[DATA RECORDS — start]

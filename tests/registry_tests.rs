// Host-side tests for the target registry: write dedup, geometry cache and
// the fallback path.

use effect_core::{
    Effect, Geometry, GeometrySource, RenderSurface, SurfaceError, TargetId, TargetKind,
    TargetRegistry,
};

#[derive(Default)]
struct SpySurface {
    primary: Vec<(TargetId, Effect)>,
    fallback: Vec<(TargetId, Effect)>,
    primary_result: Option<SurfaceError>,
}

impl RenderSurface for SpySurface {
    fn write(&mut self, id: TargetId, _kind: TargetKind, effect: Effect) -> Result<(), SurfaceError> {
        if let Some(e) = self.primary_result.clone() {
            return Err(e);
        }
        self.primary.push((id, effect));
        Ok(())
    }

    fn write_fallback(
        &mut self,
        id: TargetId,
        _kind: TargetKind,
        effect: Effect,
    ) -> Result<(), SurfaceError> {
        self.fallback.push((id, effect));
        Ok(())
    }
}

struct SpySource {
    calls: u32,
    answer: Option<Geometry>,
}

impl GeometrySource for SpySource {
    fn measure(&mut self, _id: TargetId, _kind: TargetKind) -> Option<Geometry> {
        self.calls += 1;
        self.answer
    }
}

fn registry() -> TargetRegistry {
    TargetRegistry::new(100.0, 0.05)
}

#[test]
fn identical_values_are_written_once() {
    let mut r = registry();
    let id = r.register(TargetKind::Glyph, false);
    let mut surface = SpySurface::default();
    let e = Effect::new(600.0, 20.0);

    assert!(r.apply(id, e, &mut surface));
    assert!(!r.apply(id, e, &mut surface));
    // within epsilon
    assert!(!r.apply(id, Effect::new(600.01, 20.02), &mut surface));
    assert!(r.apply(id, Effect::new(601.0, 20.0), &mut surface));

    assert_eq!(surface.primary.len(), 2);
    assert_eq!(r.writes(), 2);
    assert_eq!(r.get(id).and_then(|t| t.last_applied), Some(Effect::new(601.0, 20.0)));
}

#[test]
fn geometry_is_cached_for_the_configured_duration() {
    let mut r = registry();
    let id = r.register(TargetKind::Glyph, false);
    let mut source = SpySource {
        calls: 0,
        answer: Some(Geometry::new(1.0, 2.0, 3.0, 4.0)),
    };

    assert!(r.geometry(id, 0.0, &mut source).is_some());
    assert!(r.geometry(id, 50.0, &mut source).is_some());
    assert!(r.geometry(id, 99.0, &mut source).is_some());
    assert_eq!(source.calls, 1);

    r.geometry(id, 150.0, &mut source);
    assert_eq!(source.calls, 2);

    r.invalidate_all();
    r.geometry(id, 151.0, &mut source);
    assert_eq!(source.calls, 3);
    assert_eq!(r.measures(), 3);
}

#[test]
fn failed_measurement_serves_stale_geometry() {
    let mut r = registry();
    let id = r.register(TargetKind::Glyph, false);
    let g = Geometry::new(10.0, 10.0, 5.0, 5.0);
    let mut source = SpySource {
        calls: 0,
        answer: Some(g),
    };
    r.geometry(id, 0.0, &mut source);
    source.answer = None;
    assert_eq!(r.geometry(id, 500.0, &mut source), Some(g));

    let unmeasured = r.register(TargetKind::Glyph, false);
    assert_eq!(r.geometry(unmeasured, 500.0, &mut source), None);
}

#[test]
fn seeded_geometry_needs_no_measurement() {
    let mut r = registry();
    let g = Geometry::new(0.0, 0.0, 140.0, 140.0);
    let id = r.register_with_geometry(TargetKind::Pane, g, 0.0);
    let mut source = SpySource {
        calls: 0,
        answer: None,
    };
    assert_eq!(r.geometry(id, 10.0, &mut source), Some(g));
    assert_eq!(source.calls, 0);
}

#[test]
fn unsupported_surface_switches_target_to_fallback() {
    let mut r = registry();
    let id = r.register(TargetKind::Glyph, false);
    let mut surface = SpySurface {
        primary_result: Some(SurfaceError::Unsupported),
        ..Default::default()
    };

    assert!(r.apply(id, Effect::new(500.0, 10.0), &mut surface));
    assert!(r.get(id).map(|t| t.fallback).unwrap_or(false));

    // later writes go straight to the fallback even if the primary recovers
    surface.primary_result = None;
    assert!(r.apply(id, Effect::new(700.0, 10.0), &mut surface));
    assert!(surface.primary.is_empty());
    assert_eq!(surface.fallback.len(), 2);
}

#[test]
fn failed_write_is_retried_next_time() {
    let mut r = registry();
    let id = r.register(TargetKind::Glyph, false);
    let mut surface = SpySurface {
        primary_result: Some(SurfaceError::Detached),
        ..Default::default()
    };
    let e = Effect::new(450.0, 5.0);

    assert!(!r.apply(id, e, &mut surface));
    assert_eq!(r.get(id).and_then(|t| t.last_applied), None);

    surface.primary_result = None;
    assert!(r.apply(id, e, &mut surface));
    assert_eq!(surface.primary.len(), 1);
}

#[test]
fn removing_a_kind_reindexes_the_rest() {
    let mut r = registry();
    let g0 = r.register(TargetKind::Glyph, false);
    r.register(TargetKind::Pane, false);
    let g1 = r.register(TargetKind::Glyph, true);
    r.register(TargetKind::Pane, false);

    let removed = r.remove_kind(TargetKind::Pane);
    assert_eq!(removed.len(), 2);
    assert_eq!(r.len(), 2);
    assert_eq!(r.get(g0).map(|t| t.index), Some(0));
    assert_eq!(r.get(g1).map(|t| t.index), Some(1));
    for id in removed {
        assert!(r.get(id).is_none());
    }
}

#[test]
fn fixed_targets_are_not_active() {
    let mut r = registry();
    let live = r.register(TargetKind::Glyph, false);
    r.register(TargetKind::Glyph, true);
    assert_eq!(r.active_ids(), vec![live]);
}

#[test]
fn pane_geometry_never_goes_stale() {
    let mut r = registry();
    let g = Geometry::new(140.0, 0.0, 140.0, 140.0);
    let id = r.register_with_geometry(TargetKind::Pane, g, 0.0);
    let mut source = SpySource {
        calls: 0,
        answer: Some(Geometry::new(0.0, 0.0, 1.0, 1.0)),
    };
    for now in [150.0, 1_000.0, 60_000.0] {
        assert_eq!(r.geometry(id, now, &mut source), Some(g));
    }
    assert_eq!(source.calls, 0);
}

[DATA RECORDS — finish]

▶ [TASK DIRECTIONS]: All of the material above should be set down again, unaltered.

▶ [TASK SOLUTION]:
filename tests/registry_tests.rs
// Host-side tests for the target registry: write dedup, geometry cache and
// the fallback path.

use effect_core::{
    Effect, Geometry, GeometrySource, RenderSurface, SurfaceError, TargetId, TargetKind,
    TargetRegistry,
};

#[derive(Default)]
struct SpySurface {
    primary: Vec<(TargetId, Effect)>,
    fallback: Vec<(TargetId, Effect)>,
    primary_result: Option<SurfaceError>,
}

impl RenderSurface for SpySurface {
    fn write(&mut self, id: TargetId, _kind: TargetKind, effect: Effect) -> Result<(), SurfaceError> {
        if let Some(e) = self.primary_result.clone() {
            return Err(e);
        }
        self.primary.push((id, effect));
        Ok(())
    }

    fn write_fallback(
        &mut self,
        id: TargetId,
        _kind: TargetKind,
        effect: Effect,
    ) -> Result<(), SurfaceError> {
        self.fallback.push((id, effect));
        Ok(())
    }
}

struct SpySource {
    calls: u32,
    answer: Option<Geometry>,
}

impl GeometrySource for SpySource {
    fn measure(&mut self, _id: TargetId, _kind: TargetKind) -> Option<Geometry> {
        self.calls += 1;
        self.answer
    }
}

fn registry() -> TargetRegistry {
    TargetRegistry::new(100.0, 0.05)
}

#[test]
fn identical_values_are_written_once() {
    let mut r = registry();
    let id = r.register(TargetKind::Glyph, false);
    let mut surface = SpySurface::default();
    let e = Effect::new(600.0, 20.0);

    assert!(r.apply(id, e, &mut surface));
    assert!(!r.apply(id, e, &mut surface));
    // within epsilon
    assert!(!r.apply(id, Effect::new(600.01, 20.02), &mut surface));
    assert!(r.apply(id, Effect::new(601.0, 20.0), &mut surface));

    assert_eq!(surface.primary.len(), 2);
    assert_eq!(r.writes(), 2);
    assert_eq!(r.get(id).and_then(|t| t.last_applied), Some(Effect::new(601.0, 20.0)));
}

#[test]
fn geometry_is_cached_for_the_configured_duration() {
    let mut r = registry();
    let id = r.register(TargetKind::Glyph, false);
    let mut source = SpySource {
        calls: 0,
        answer: Some(Geometry::new(1.0, 2.0, 3.0, 4.0)),
    };

    assert!(r.geometry(id, 0.0, &mut source).is_some());
    assert!(r.geometry(id, 50.0, &mut source).is_some());
    assert!(r.geometry(id, 99.0, &mut source).is_some());
    assert_eq!(source.calls, 1);

    r.geometry(id, 150.0, &mut source);
    assert_eq!(source.calls, 2);

    r.invalidate_all();
    r.geometry(id, 151.0, &mut source);
    assert_eq!(source.calls, 3);
    assert_eq!(r.measures(), 3);
}

#[test]
fn failed_measurement_serves_stale_geometry() {
    let mut r = registry();
    let id = r.register(TargetKind::Glyph, false);
    let g = Geometry::new(10.0, 10.0, 5.0, 5.0);
    let mut source = SpySource {
        calls: 0,
        answer: Some(g),
    };
    r.geometry(id, 0.0, &mut source);
    source.answer = None;
    assert_eq!(r.geometry(id, 500.0, &mut source), Some(g));

    let unmeasured = r.register(TargetKind::Glyph, false);
    assert_eq!(r.geometry(unmeasured, 500.0, &mut source), None);
}

#[test]
fn seeded_geometry_needs_no_measurement() {
    let mut r = registry();
    let g = Geometry::new(0.0, 0.0, 140.0, 140.0);
    let id = r.register_with_geometry(TargetKind::Pane, g, 0.0);
    let mut source = SpySource {
        calls: 0,
        answer: None,
    };
    assert_eq!(r.geometry(id, 10.0, &mut source), Some(g));
    assert_eq!(source.calls, 0);
}

#[test]
fn unsupported_surface_switches_target_to_fallback() {
    let mut r = registry();
    let id = r.register(TargetKind::Glyph, false);
    let mut surface = SpySurface {
        primary_result: Some(SurfaceError::Unsupported),
        ..Default::default()
    };

    assert!(r.apply(id, Effect::new(500.0, 10.0), &mut surface));
    assert!(r.get(id).map(|t| t.fallback).unwrap_or(false));

    // later writes go straight to the fallback even if the primary recovers
    surface.primary_result = None;
    assert!(r.apply(id, Effect::new(700.0, 10.0), &mut surface));
    assert!(surface.primary.is_empty());
    assert_eq!(surface.fallback.len(), 2);
}

#[test]
fn failed_write_is_retried_next_time() {
    let mut r = registry();
    let id = r.register(TargetKind::Glyph, false);
    let mut surface = SpySurface {
        primary_result: Some(SurfaceError::Detached),
        ..Default::default()
    };
    let e = Effect::new(450.0, 5.0);

    assert!(!r.apply(id, e, &mut surface));
    assert_eq!(r.get(id).and_then(|t| t.last_applied), None);

    surface.primary_result = None;
    assert!(r.apply(id, e, &mut surface));
    assert_eq!(surface.primary.len(), 1);
}

#[test]
fn removing_a_kind_reindexes_the_rest() {
    let mut r = registry();
    let g0 = r.register(TargetKind::Glyph, false);
    r.register(TargetKind::Pane, false);
    let g1 = r.register(TargetKind::Glyph, true);
    r.register(TargetKind::Pane, false);

    let removed = r.remove_kind(TargetKind::Pane);
    assert_eq!(removed.len(), 2);
    assert_eq!(r.len(), 2);
    assert_eq!(r.get(g0).map(|t| t.index), Some(0));
    assert_eq!(r.get(g1).map(|t| t.index), Some(1));
    for id in removed {
        assert!(r.get(id).is_none());
    }
}

#[test]
fn fixed_targets_are_not_active() {
    let mut r = registry();
    let live = r.register(TargetKind::Glyph, false);
    r.register(TargetKind::Glyph, true);
    assert_eq!(r.active_ids(), vec![live]);
}

#[test]
fn pane_geometry_never_goes_stale() {
    let mut r = registry();
    let g = Geometry::new(140.0, 0.0, 140.0, 140.0);
    let id = r.register_with_geometry(TargetKind::Pane, g, 0.0);
    let mut source = SpySource {
        calls: 0,
        answer: Some(Geometry::new(0.0, 0.0, 1.0, 1.0)),
    };
    for now in [150.0, 1_000.0, 60_000.0] {
        assert_eq!(r.geometry(id, now, &mut source), Some(g));
    }
    assert_eq!(source.calls, 0);
}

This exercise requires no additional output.